======== DATA TO EXAMINE ========

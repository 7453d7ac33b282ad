//! Prompt templates.
//!
//! Defaults are compiled in from `prompts/`; a file with the same name in a
//! `prompts/` directory next to the working directory replaces the default
//! at runtime.

use std::path::PathBuf;
use std::sync::LazyLock;

use regex::{Captures, Regex};
use tracing::debug;

use crate::{Error, Result};

static FAQ_PLACEHOLDER: LazyLock<Regex> = LazyLock::new(|| {
    Regex::new(r"\{(context|question)\}").expect("static regex is valid")
});

/// Available prompts.
#[derive(Debug, Clone, Copy, PartialEq, Eq)]
pub enum Prompt {
    /// Answer from retrieved FAQ context only.
    FaqAnswer,
    /// Translate a question into one `SELECT` over `product`.
    SqlSynthesis,
    /// Turn query rows into a customer-facing reply.
    Narration,
}

impl Prompt {
    /// Prompt file name (Markdown).
    pub fn filename(&self) -> &'static str {
        match self {
            Prompt::FaqAnswer => "faq_answer.md",
            Prompt::SqlSynthesis => "sql_synthesis.md",
            Prompt::Narration => "narration.md",
        }
    }

    /// Compiled-in template.
    pub fn default_text(&self) -> &'static str {
        match self {
            Prompt::FaqAnswer => include_str!("../prompts/faq_answer.md"),
            Prompt::SqlSynthesis => include_str!("../prompts/sql_synthesis.md"),
            Prompt::Narration => include_str!("../prompts/narration.md"),
        }
    }

    /// Load the prompt from the prompts directory.
    pub fn load(&self) -> Result<String> {
        load_prompt(self.filename())
    }

    /// On-disk override if present, otherwise the compiled-in template.
    pub fn text(&self) -> String {
        match self.load() {
            Ok(text) if !text.trim().is_empty() => text,
            _ => {
                debug!(prompt = self.filename(), "Using built-in prompt");
                self.default_text().to_string()
            }
        }
    }
}

/// Fill the FAQ template.
pub fn render_faq_answer(template: &str, context: &str, question: &str) -> String {
    // One pass, so placeholder-like text inside the values stays as written
    FAQ_PLACEHOLDER
        .replace_all(template, |caps: &Captures<'_>| match &caps[1] {
            "context" => context,
            _ => question,
        })
        .into_owned()
}

/// Load a prompt by file name.
pub fn load_prompt(filename: &str) -> Result<String> {
    let path = prompts_dir().join(filename);
    std::fs::read_to_string(&path).map_err(|e| {
        Error::InvalidArgument(format!("Failed to load prompt {}: {}", filename, e))
    })
}

/// Path to the prompts directory.
pub fn prompts_dir() -> PathBuf {
    let candidates = [PathBuf::from("prompts"), PathBuf::from("../prompts")];

    for path in candidates {
        if path.exists() {
            return path;
        }
    }

    PathBuf::from("prompts")
}

pub fn list_prompts() -> Vec<Prompt> {
    vec![Prompt::FaqAnswer, Prompt::SqlSynthesis, Prompt::Narration]
}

========

_INSTRUCTIONS TO FOLLOW_: Return the lines containing "directory", taking each one from the listing.

_EXERCISE ANSWER_:
//! `prompts/` directory next to the working directory replaces the default
    /// Load the prompt from the prompts directory.
/// Path to the prompts directory.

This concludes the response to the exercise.